The amaranth family boasts a wide-ranging spectrum, including the broadleaf redroot pigweed (Amaranthus retroflexus). If pigweed ends up in haylage or balage, such occurrence poses no diet or health threat to ruminants consuming this diverse forage package. Problems arise when another version of pigweed called Palmer’s amaranth (Amaranthus palmeri) becomes the target of chemical warfare for its presence in annual crops like corn, soybeans, and peanuts. Chemical attacks on A. palmeri are just about as smart as kicking a sleeping grizzly bear. Here’s why.                                                                                                                                                                                                              A. palmeri possesses two very significant beneficial botanical traits. First is this weed’s dioecious nature. Monoecious plants have both male and female flowers on the same specimen, while dioecious plants produce male and female flowers on different specimens. Dioecious plants display greater genetic diversity compared to monoecious plants, logically about twice as much. The greater a species’ natural biodiversity, the greater the chance of finding individuals that have natural immunity to chemicals like glyphosate. Let’s assume that in a population of 1,000 A. palmeris one single male survives and then mates with a surviving female to produce viable seed. Then the vast majority of the next generation will be glyphosate-tolerant (GT). This new generation of GT plants passes on their genes, amplifying their natural herbicide resistance in each succeeding generation. University of Georgia data shows that a single A. Palmeri female can spread more than 10 seeds on every square foot of an acre. Now accept the fact that those GT A. palmeris no longer have to compete with their glyphosate-susceptible cousins — they’re all dead.

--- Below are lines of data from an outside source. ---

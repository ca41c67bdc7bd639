//! Proximity Configuration Management
//!
//! Configuration structures for the proximity coordinator, the replication
//! client and logging. Every struct deserializes with defaults for missing
//! fields so a host can embed it in its own configuration file.

use crate::error::ConfigValidationError;
use serde::{Deserialize, Serialize};
use std::time::Duration;

/// Which [`QueryIndex`](crate::QueryIndex) implementation backs a query set.
#[derive(Debug, Clone, Copy, PartialEq, Eq, Serialize, Deserialize)]
#[serde(rename_all = "snake_case")]
pub enum IndexKind {
    /// Evaluates every query against every cached entity.
    BruteForce,
    /// Prunes candidates with an R*-tree before the exact test.
    RTree,
}

impl Default for IndexKind {
    fn default() -> Self {
        IndexKind::RTree
    }
}

/// Complete proximity service configuration
#[derive(Debug, Clone, Default, Serialize, Deserialize)]
#[serde(default)]
pub struct ProximityServiceConfig {
    /// Query evaluation and result dispatch
    pub proximity: ProximityConfig,
    /// Replicated index mirroring
    pub replication: ReplicationConfig,
    /// Log output
    pub logging: LoggingConfig,
}

/// Settings for the proximity coordinator's worker loop
#[derive(Debug, Clone, Serialize, Deserialize)]
#[serde(default)]
pub struct ProximityConfig {
    /// Maximum additions plus removals carried by one result message
    pub max_results_per_message: usize,
    /// Cadence of server-query pushes to peers (milliseconds)
    pub server_query_push_interval_ms: u64,
    /// Cadence of query index ticks (milliseconds)
    pub index_tick_interval_ms: u64,
    /// Cadence of event harvesting (milliseconds)
    pub event_interval_ms: u64,
    /// Cadence of result delivery retries (milliseconds)
    pub delivery_interval_ms: u64,
    /// Delay before peers are refreshed after the minimum object query
    /// angle grows. Decreases are always pushed on the next cycle.
    pub threshold_raise_delay_ms: u64,
    /// Index used for server queries
    pub server_index: IndexKind,
    /// Index used for object queries
    pub object_index: IndexKind,
}

impl Default for ProximityConfig {
    fn default() -> Self {
        Self {
            max_results_per_message: 10,
            server_query_push_interval_ms: 100,
            index_tick_interval_ms: 100,
            event_interval_ms: 100,
            delivery_interval_ms: 100,
            threshold_raise_delay_ms: 0,
            server_index: IndexKind::RTree,
            object_index: IndexKind::RTree,
        }
    }
}

/// Settings for the replication client
#[derive(Debug, Clone, Serialize, Deserialize)]
#[serde(default)]
pub struct ReplicationConfig {
    /// How long a node may stay unobserved before it is coarsened (milliseconds)
    pub unobserved_timeout_ms: u64,
    /// How long an orphaned location update is retained (milliseconds)
    pub orphan_timeout_ms: u64,
    /// Cadence of the pending-orphan tree sweep (milliseconds)
    pub orphan_sweep_interval_ms: u64,
    /// Cadence of orphan update expiry checks (milliseconds)
    pub orphan_expiry_interval_ms: u64,
}

impl Default for ReplicationConfig {
    fn default() -> Self {
        Self {
            unobserved_timeout_ms: 15_000,
            orphan_timeout_ms: 10_000,
            orphan_sweep_interval_ms: 60_000,
            orphan_expiry_interval_ms: 1_000,
        }
    }
}

impl ReplicationConfig {
    pub fn unobserved_timeout(&self) -> Duration {
        Duration::from_millis(self.unobserved_timeout_ms)
    }

    pub fn orphan_timeout(&self) -> Duration {
        Duration::from_millis(self.orphan_timeout_ms)
    }
}

/// Log output settings
#[derive(Debug, Clone, Serialize, Deserialize)]
#[serde(default)]
pub struct LoggingConfig {
    /// Default filter level when `RUST_LOG` is unset
    pub level: String,
    /// Emit JSON lines instead of human-readable output
    pub json_format: bool,
}

impl Default for LoggingConfig {
    fn default() -> Self {
        Self {
            level: "info".to_string(),
            json_format: false,
        }
    }
}

/// Configuration builder for easier setup
pub struct ProximityConfigBuilder {
    config: ProximityServiceConfig,
}

impl ProximityConfigBuilder {
    /// Creates a new configuration builder with default values
    pub fn new() -> Self {
        Self {
            config: ProximityServiceConfig::default(),
        }
    }

    /// Sets the per-message result batch size
    pub fn with_max_results_per_message(mut self, max: usize) -> Self {
        self.config.proximity.max_results_per_message = max;
        self
    }

    /// Sets every periodic duty of the proximity worker to the same cadence
    pub fn with_tick_interval(mut self, interval_ms: u64) -> Self {
        let proximity = &mut self.config.proximity;
        proximity.server_query_push_interval_ms = interval_ms;
        proximity.index_tick_interval_ms = interval_ms;
        proximity.event_interval_ms = interval_ms;
        proximity.delivery_interval_ms = interval_ms;
        self
    }

    /// Sets the delay applied to refreshes caused by a growing threshold
    pub fn with_threshold_raise_delay(mut self, delay_ms: u64) -> Self {
        self.config.proximity.threshold_raise_delay_ms = delay_ms;
        self
    }

    /// Selects the index implementations for server and object queries
    pub fn with_indexes(mut self, server: IndexKind, object: IndexKind) -> Self {
        self.config.proximity.server_index = server;
        self.config.proximity.object_index = object;
        self
    }

    /// Sets the unobserved-node coarsen timeout
    pub fn with_unobserved_timeout(mut self, timeout_ms: u64) -> Self {
        self.config.replication.unobserved_timeout_ms = timeout_ms;
        self
    }

    /// Sets orphan retention and sweep cadence
    pub fn with_orphan_timing(mut self, timeout_ms: u64, sweep_interval_ms: u64) -> Self {
        self.config.replication.orphan_timeout_ms = timeout_ms;
        self.config.replication.orphan_sweep_interval_ms = sweep_interval_ms;
        self
    }

    /// Sets log level and format
    pub fn with_logging(mut self, level: &str, json_format: bool) -> Self {
        self.config.logging.level = level.to_string();
        self.config.logging.json_format = json_format;
        self
    }

    /// Builds the final configuration
    pub fn build(self) -> ProximityServiceConfig {
        self.config
    }
}

impl Default for ProximityConfigBuilder {
    fn default() -> Self {
        Self::new()
    }
}

const LOG_LEVELS: [&str; 5] = ["trace", "debug", "info", "warn", "error"];

/// Configuration validation
impl ProximityServiceConfig {
    /// Validates the configuration and returns the first problem found
    pub fn validate(&self) -> Result<(), ConfigValidationError> {
        self.proximity.validate()?;
        self.replication.validate()?;

        if !LOG_LEVELS.contains(&self.logging.level.to_ascii_lowercase().as_str()) {
            return Err(ConfigValidationError::InvalidValue(format!(
                "logging.level must be one of {:?}, got '{}'",
                LOG_LEVELS, self.logging.level
            )));
        }

        Ok(())
    }
}

impl ProximityConfig {
    pub fn validate(&self) -> Result<(), ConfigValidationError> {
        if self.max_results_per_message == 0 {
            return Err(ConfigValidationError::InvalidValue(
                "max_results_per_message must be > 0".to_string(),
            ));
        }

        let intervals = [
            ("server_query_push_interval_ms", self.server_query_push_interval_ms),
            ("index_tick_interval_ms", self.index_tick_interval_ms),
            ("event_interval_ms", self.event_interval_ms),
            ("delivery_interval_ms", self.delivery_interval_ms),
        ];
        for (name, value) in intervals {
            if value == 0 {
                return Err(ConfigValidationError::InvalidValue(format!("{} must be > 0", name)));
            }
        }

        Ok(())
    }
}

impl ReplicationConfig {
    pub fn validate(&self) -> Result<(), ConfigValidationError> {
        let durations = [
            ("unobserved_timeout_ms", self.unobserved_timeout_ms),
            ("orphan_timeout_ms", self.orphan_timeout_ms),
            ("orphan_sweep_interval_ms", self.orphan_sweep_interval_ms),
            ("orphan_expiry_interval_ms", self.orphan_expiry_interval_ms),
        ];
        for (name, value) in durations {
            if value == 0 {
                return Err(ConfigValidationError::InvalidValue(format!("{} must be > 0", name)));
            }
        }

        Ok(())
    }
}

#[cfg(test)]
mod tests {
    use super::*;

    #[test]
    fn test_default_config_validation() {
        let config = ProximityServiceConfig::default();
        assert!(config.validate().is_ok());
        assert_eq!(config.proximity.max_results_per_message, 10);
        assert_eq!(config.replication.unobserved_timeout_ms, 15_000);
        assert_eq!(config.replication.orphan_timeout_ms, 10_000);
    }

    #[test]
    fn test_config_builder() {
        let config = ProximityConfigBuilder::new()
            .with_max_results_per_message(5)
            .with_tick_interval(20)
            .with_indexes(IndexKind::BruteForce, IndexKind::RTree)
            .with_logging("debug", true)
            .build();

        assert_eq!(config.proximity.max_results_per_message, 5);
        assert_eq!(config.proximity.event_interval_ms, 20);
        assert_eq!(config.proximity.server_index, IndexKind::BruteForce);
        assert!(config.logging.json_format);
        assert!(config.validate().is_ok());
    }

    #[test]
    fn test_invalid_values_rejected() {
        let config = ProximityConfigBuilder::new().with_max_results_per_message(0).build();
        assert!(config.validate().is_err());

        let config = ProximityConfigBuilder::new().with_unobserved_timeout(0).build();
        assert!(config.validate().is_err());

        let config = ProximityConfigBuilder::new().with_logging("loud", false).build();
        assert!(config.validate().is_err());
    }

    #[test]
    fn test_embeds_in_toml_with_defaults() {
        let text = r#"
            [proximity]
            max_results_per_message = 25
            object_index = "brute_force"

            [replication]
            unobserved_timeout_ms = 5000
        "#;
        let config: ProximityServiceConfig = toml::from_str(text).unwrap();
        assert_eq!(config.proximity.max_results_per_message, 25);
        assert_eq!(config.proximity.object_index, IndexKind::BruteForce);
        assert_eq!(config.proximity.server_index, IndexKind::RTree);
        assert_eq!(config.replication.unobserved_timeout_ms, 5000);
        assert_eq!(config.replication.orphan_timeout_ms, 10_000);
        assert_eq!(config.logging.level, "info");
    }
}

  1. palmeri’s second major attribute is its C-4 trait. Let’s briefly review C-4. In their “body-building” processes, most plants create compounds using three-carbon units. But crops like millet, sorghum and corn perform their carbon-structuring functions using four-carbon modules. Botanists collectively group these plants as C-4s. The C-4 trait is a real advantage, particularly in areas where too much heat combines with too little water. In order for a plant to gather carbon atoms from the air, it opens it stoma (microscopic leaf pores). C-4 group members use their stoma to limit water loss and retain acquired carbon much more efficiently than C-3s. To that distinctive C-4 club we must add the amaranths, including, unfortunately, Palmer’s.

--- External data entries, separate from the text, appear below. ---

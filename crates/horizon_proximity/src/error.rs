//! Error types for the proximity and replication layers.
//!
//! Races, stale references and transient delivery failures are absorbed
//! inside the workers (skip, retry or discard-and-log) and never surface
//! here. These errors cover the remaining cases: undecodable messages,
//! invalid configuration and calls made after a worker has stopped.

use crate::types::EntityId;

/// Encoding or decoding of a logical wire message failed.
#[derive(Debug, thiserror::Error)]
pub enum ProtocolError {
    #[error("Serialization failed: {0}")]
    Encode(#[source] serde_json::Error),

    #[error("Malformed message: {0}")]
    Decode(#[source] serde_json::Error),

    #[error("Container carries neither a query nor a result")]
    EmptyContainer,

    #[error("Missing field: {0}")]
    MissingField(&'static str),
}

/// Configuration validation errors
#[derive(Debug, thiserror::Error)]
pub enum ConfigValidationError {
    #[error("Invalid configuration value: {0}")]
    InvalidValue(String),
}

/// Errors returned by the [`ProximityCoordinator`](crate::ProximityCoordinator) handle.
#[derive(Debug, thiserror::Error)]
pub enum ProximityError {
    #[error("Proximity worker has stopped")]
    WorkerStopped,

    #[error("Entity {0} is unknown to the location service")]
    UnknownEntity(EntityId),

    #[error(transparent)]
    Protocol(#[from] ProtocolError),

    #[error(transparent)]
    Config(#[from] ConfigValidationError),
}

/// Errors returned by the [`ReplicationClient`](crate::ReplicationClient) handle.
#[derive(Debug, thiserror::Error)]
pub enum ReplicationError {
    #[error("Replication client has stopped")]
    ClientStopped,

    #[error(transparent)]
    Protocol(#[from] ProtocolError),

    #[error(transparent)]
    Config(#[from] ConfigValidationError),
}
//! FIFO queues of finished result messages awaiting delivery.

use std::collections::VecDeque;

#[derive(Debug)]
pub struct OutboundQueue<M> {
    pending: VecDeque<M>,
}

impl<M> OutboundQueue<M> {
    pub fn new() -> Self {
        Self {
            pending: VecDeque::new(),
        }
    }

    pub fn push(&mut self, message: M) {
        self.pending.push_back(message);
    }

    /// Hands messages to `send` oldest first and stops at the first refusal.
    /// The refused message and everything behind it stay queued. Returns the
    /// number of messages sent.
    pub fn drain_with(&mut self, mut send: impl FnMut(&M) -> bool) -> usize {
        let mut sent = 0;
        while let Some(message) = self.pending.front() {
            if !send(message) {
                break;
            }
            self.pending.pop_front();
            sent += 1;
        }
        sent
    }

    pub fn len(&self) -> usize {
        self.pending.len()
    }

    pub fn is_empty(&self) -> bool {
        self.pending.is_empty()
    }
}

impl<M> Default for OutboundQueue<M> {
    fn default() -> Self {
        Self::new()
    }
}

As Palmer’s amaranth’s glyphosate tolerance became more widespread, herbicide scientists brought another chemical arrow out of the quiver, namely dicamba. Rapidly, scientists genetically engineered field crops to tolerate this 60-year-old herbicide. However, unlike glyphosate, dicamba has a strong tendency to volatilize and drift during warm, humid, summer nights common in the south. A couple weeks ago much of the Northeast experienced some of those southern after-dark conditions where temperatures only dipped down into the mid-seventies. Such conditions often cause newly sprayed dicamba to volatilize from the contacted plant surfaces, becoming airborne … drifting wherever breezes waft it. All too often, the dicamba mists landed on neighbors’ crops that had not been genetically modified to survive dicamba applications. Understandably, neighbor relations soured rapidly. Dicamba’s manufacturers blamed the chemical mishap on applicator error. Through it all A. palmeri has now mutated resistance to a second herbicide. Nature always bats last.

Quinoa, spinach, regular pigweed, Palmer’s amaranth… one big happy dioecious, C-4, Amaranthaceae family. I had my quinoa concoction for breakfast yesterday… so I’ll have it again tomorrow.